35 milliards auraient permis d’acquérir plus de 1000 tracteurs équipés pour réduire notre dépendance alimentaire élevée, qui a comme corolaire, en cette année de crise mondiale, une inflation record, durement ressentie par les populations.
35 milliards de F Cfa pour 150 conseillers donnent un coût unitaire de 233 000 000 F Cfa par conseiller (coût direct et indirect) : en lieu et place, ces 35 milliards auraient permis le paiement de 20 000 emplois jeunes productifs.
Autant d’options capitales pour notre pays, pourtant non exhaustives totalement : les besoins de réduire l’importation de lait, d’équiper nos villes en stades secondaires, de promouvoir l’industrie, d’éradiquer les abris provisoires, etc., sont autant d’autres options plus bénéfiques pour notre pays.
Je voudrais terminer, cher professeur, par les conclusions suivantes :
D’abord rappeler le contexte de la création du Hcct : 3 ans après l’arrivée du Président Macky Sall au pouvoir, deux des trois principaux partis qui l’ont soutenu avaient reçu leur part du gâteau Benno Book Seddo: Le Cese pour l’Apr, (Aujourd’hui pour le quatrième allié), la présidence de l’Assemblée nationale pour l’Afp. Il restait le troisième parti, le Ps. Alors, la ruse politique a conduit à inclure dans la réforme constitutionnelle de 2016, la création du Hcct, pour le donner au leader du Ps de l’époque. Pour rappel, le référendum avait battu les records d’abstention.

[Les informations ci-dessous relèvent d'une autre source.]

// Copyright 2025 the Understory Authors
// SPDX-License-Identifier: Apache-2.0 OR MIT

//! Property metadata definitions.
//!
//! This module provides [`PropertyMetadata`] for storing the configuration of an
//! [`AsyncProperty`](crate::AsyncProperty) and [`PropertyMetadataBuilder`] for
//! ergonomic construction.

use core::fmt;
use std::borrow::Cow;
use std::sync::Arc;

use crate::dispatch::{Dispatcher, ImmediateDispatcher};
use crate::sink::{ListenerErrorSink, TracingSink};

/// Callback invoked after a property value changed, before listeners run.
///
/// The callback receives the old and the new value.
pub type PropertyChangedCallback<T> = Box<dyn Fn(&T, &T) + Send + Sync>;

/// Callback for coercing a property value before it's stored.
///
/// This can be used to clamp values, validate ranges, etc.
/// The callback receives the proposed value and returns the coerced value.
pub type CoerceValueCallback<T> = Box<dyn Fn(T) -> T + Send + Sync>;

/// Configuration of a property.
///
/// # Example
///
/// ```rust
/// use understory_binding::PropertyMetadataBuilder;
///
/// let metadata = PropertyMetadataBuilder::new(100.0_f64)
///     .name("opacity")
///     .coerce(|v| v.clamp(0.0, 1.0))
///     .build();
///
/// assert_eq!(metadata.initial_value(), &100.0);
/// assert_eq!(metadata.name(), "opacity");
/// assert_eq!(metadata.coerce(3.0), 1.0);
/// ```
pub struct PropertyMetadata<T: 'static> {
    initial_value: T,
    name: Cow<'static, str>,
    sink: Arc<dyn ListenerErrorSink>,
    dispatcher: Arc<dyn Dispatcher>,
    changed_callback: Option<PropertyChangedCallback<T>>,
    coerce_callback: Option<CoerceValueCallback<T>>,
}

impl<T: 'static> PropertyMetadata<T> {
    /// Creates new property metadata with the given initial value.
    ///
    /// All other fields use their defaults:
    /// - `name`: empty
    /// - `sink`: [`TracingSink`]
    /// - `dispatcher`: [`ImmediateDispatcher`]
    /// - `changed_callback`: `None`
    /// - `coerce_callback`: `None`
    #[must_use]
    pub fn new(initial_value: T) -> Self {
        PropertyMetadataBuilder::new(initial_value).build()
    }

    /// Returns a reference to the initial value.
    #[must_use]
    #[inline]
    pub fn initial_value(&self) -> &T {
        &self.initial_value
    }

    /// Returns the diagnostic name of the property.
    #[must_use]
    #[inline]
    pub fn name(&self) -> &str {
        &self.name
    }

    /// Returns the sink that receives listener panics.
    #[must_use]
    #[inline]
    pub fn sink(&self) -> &Arc<dyn ListenerErrorSink> {
        &self.sink
    }

    /// Returns the dispatcher used by
    /// [`AsyncProperty::set_async`](crate::AsyncProperty::set_async).
    #[must_use]
    #[inline]
    pub fn dispatcher(&self) -> &Arc<dyn Dispatcher> {
        &self.dispatcher
    }

    /// Invokes the changed callback if one is set.
    #[inline]
    pub fn on_changed(&self, old_value: &T, new_value: &T) {
        if let Some(callback) = &self.changed_callback {
            callback(old_value, new_value);
        }
    }

    /// Coerces a value using the coerce callback if one is set.
    #[inline]
    pub fn coerce(&self, value: T) -> T {
        if let Some(callback) = &self.coerce_callback {
            callback(value)
        } else {
            value
        }
    }

    /// Returns whether a changed callback is set.
    #[must_use]
    #[inline]
    pub fn has_changed_callback(&self) -> bool {
        self.changed_callback.is_some()
    }

    /// Returns whether a coerce callback is set.
    #[must_use]
    #[inline]
    pub fn has_coerce_callback(&self) -> bool {
        self.coerce_callback.is_some()
    }
}

// Manual Debug impl since callbacks aren't Debug
impl<T: fmt::Debug + 'static> fmt::Debug for PropertyMetadata<T> {
    fn fmt(&self, f: &mut fmt::Formatter<'_>) -> fmt::Result {
        f.debug_struct("PropertyMetadata")
            .field("initial_value", &self.initial_value)
            .field("name", &self.name)
            .field("has_changed_callback", &self.changed_callback.is_some())
            .field("has_coerce_callback", &self.coerce_callback.is_some())
            .finish_non_exhaustive()
    }
}

/// Builder for [`PropertyMetadata`].
///
/// # Example
///
/// ```rust
/// use std::sync::Arc;
/// use understory_binding::{ImmediateDispatcher, ListenerFailure, PropertyMetadataBuilder};
///
/// let metadata = PropertyMetadataBuilder::new(0_u32)
///     .name("retries")
///     .sink(Arc::new(|failure: ListenerFailure| eprintln!("{failure}")))
///     .dispatcher(Arc::new(ImmediateDispatcher))
///     .coerce(|v| v.min(5))
///     .build();
///
/// assert_eq!(metadata.coerce(9), 5);
/// ```
pub struct PropertyMetadataBuilder<T: 'static> {
    initial_value: T,
    name: Cow<'static, str>,
    sink: Option<Arc<dyn ListenerErrorSink>>,
    dispatcher: Option<Arc<dyn Dispatcher>>,
    changed_callback: Option<PropertyChangedCallback<T>>,
    coerce_callback: Option<CoerceValueCallback<T>>,
}

// Manual Debug impl since callbacks aren't Debug
impl<T: fmt::Debug + 'static> fmt::Debug for PropertyMetadataBuilder<T> {
    fn fmt(&self, f: &mut fmt::Formatter<'_>) -> fmt::Result {
        f.debug_struct("PropertyMetadataBuilder")
            .field("initial_value", &self.initial_value)
            .field("name", &self.name)
            .field("has_sink", &self.sink.is_some())
            .field("has_dispatcher", &self.dispatcher.is_some())
            .field("has_changed_callback", &self.changed_callback.is_some())
            .field("has_coerce_callback", &self.coerce_callback.is_some())
            .finish()
    }
}

impl<T: 'static> PropertyMetadataBuilder<T> {
    /// Creates a new builder with the given initial value.
    #[must_use]
    pub fn new(initial_value: T) -> Self {
        Self {
            initial_value,
            name: Cow::Borrowed(""),
            sink: None,
            dispatcher: None,
            changed_callback: None,
            coerce_callback: None,
        }
    }

    /// Sets the name reported in traces.
    #[must_use]
    pub fn name(mut self, name: impl Into<Cow<'static, str>>) -> Self {
        self.name = name.into();
        self
    }

    /// Sets the sink that receives listener panics.
    #[must_use]
    pub fn sink(mut self, sink: Arc<dyn ListenerErrorSink>) -> Self {
        self.sink = Some(sink);
        self
    }

    /// Sets the dispatcher used for asynchronous writes.
    #[must_use]
    pub fn dispatcher(mut self, dispatcher: Arc<dyn Dispatcher>) -> Self {
        self.dispatcher = Some(dispatcher);
        self
    }

    /// Sets a callback to be invoked when the property value changes.
    #[must_use]
    pub fn on_changed<F>(mut self, callback: F) -> Self
    where
        F: Fn(&T, &T) + Send + Sync + 'static,
    {
        self.changed_callback = Some(Box::new(callback));
        self
    }

    /// Sets a callback to coerce values before they are stored.
    ///
    /// This is useful for clamping values, validation, etc.
    #[must_use]
    pub fn coerce<F>(mut self, callback: F) -> Self
    where
        F: Fn(T) -> T + Send + Sync + 'static,
    {
        self.coerce_callback = Some(Box::new(callback));
        self
    }

    /// Builds the [`PropertyMetadata`].
    #[must_use]
    pub fn build(self) -> PropertyMetadata<T> {
        PropertyMetadata {
            initial_value: self.initial_value,
            name: self.name,
            sink: self.sink.unwrap_or_else(|| Arc::new(TracingSink)),
            dispatcher: self
                .dispatcher
                .unwrap_or_else(|| Arc::new(ImmediateDispatcher)),
            changed_callback: self.changed_callback,
            coerce_callback: self.coerce_callback,
        }
    }
}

Aujourd’hui, 6 ans après, ces motivations politiques ont montré leurs conséquences graves sur l’économie du pays.
Comme en matière de gouvernance il faut toujours innover, entreprendre les réformes bénéfiques, il devient urgent :
De supprimer le Hcct
D’inclure les missions du Hcct dans le Cese. Du reste, celles du Cese et du Hcct sont compatibles voir identiques, pour le développement économique et social des collectivités territoriales.
Ramener le budget du Cese à 2 milliards de F Cfa tout au plus par an (au lieu de 10 milliards présentement), en réduisant le nombre pléthorique de conseillers et en allouant (exceptés les membres du bureau qui doivent respecter une présence régulière pour le suivi des dossiers) seulement des indemnités journalières de session et des indemnités kilométriques aux conseillers choisis dont la plupart (Pdg de groupes privés, hommes d’affaires, universitaires, etc.) ont déjà des revenus substantiels.
Le cumul annuel de ces indemnités ne devrait pas dépasser 2 millions de F Cfa par conseiller, largement suffisants pour mettre à l’aise pendant la durée des sessions ceux qui acceptent de contribuer, par le conseil, au progrès de notre cher pays.
Nous ne sommes ni la France, ni l’Allemagne encore moins les Usa pour nous permettre des dépenses inutiles et insupportables, face aux défis du développement et du futur d’une population dont la moyenne d’âge est de 19 ans. Qu’on ne nous parle surtout pas de pétrole et de gaz dont les recettes sont déjà largement compromises.
Exit le Hcct ! Comme le Sénat qui avait été institué sous le Président Wade, ces structures qui répondent uniquement à des objectifs politiques et non d’intérêt national doivent être bannies de notre système de gouvernance. Presque toujours, ce sont des conseillers, peu soucieux des intérêts du Peuple, qui mettent à la tête des présidents, ces genres d’idées nuisibles, même toujours en fin de compte, à ces mêmes présidents.
Le Senat n’a rien servi au Président Wade (Ironie de l’histoire, celui qui en avait occupé la Présidence est aujourd’hui dans Benno Book Seddo); le Hcct, au regard de la tendance actuelle, ne constitue plus une soupape de sécurité pour le Président Sall. (En a-t-il besoin d’ailleurs si légalement il renonce au troisième mandat ?).
Les choses semblent être faites ainsi : Dieu corrige toujours in fine les souverains qui utilisent des subterfuges au détriment des peuples, les peuples de Dieu Le Tout Puissant, Le Miséricordieux, Le Très Miséricordieux, L’Unique Connaisseur des objectifs de tous dans le monde d’ici-bas.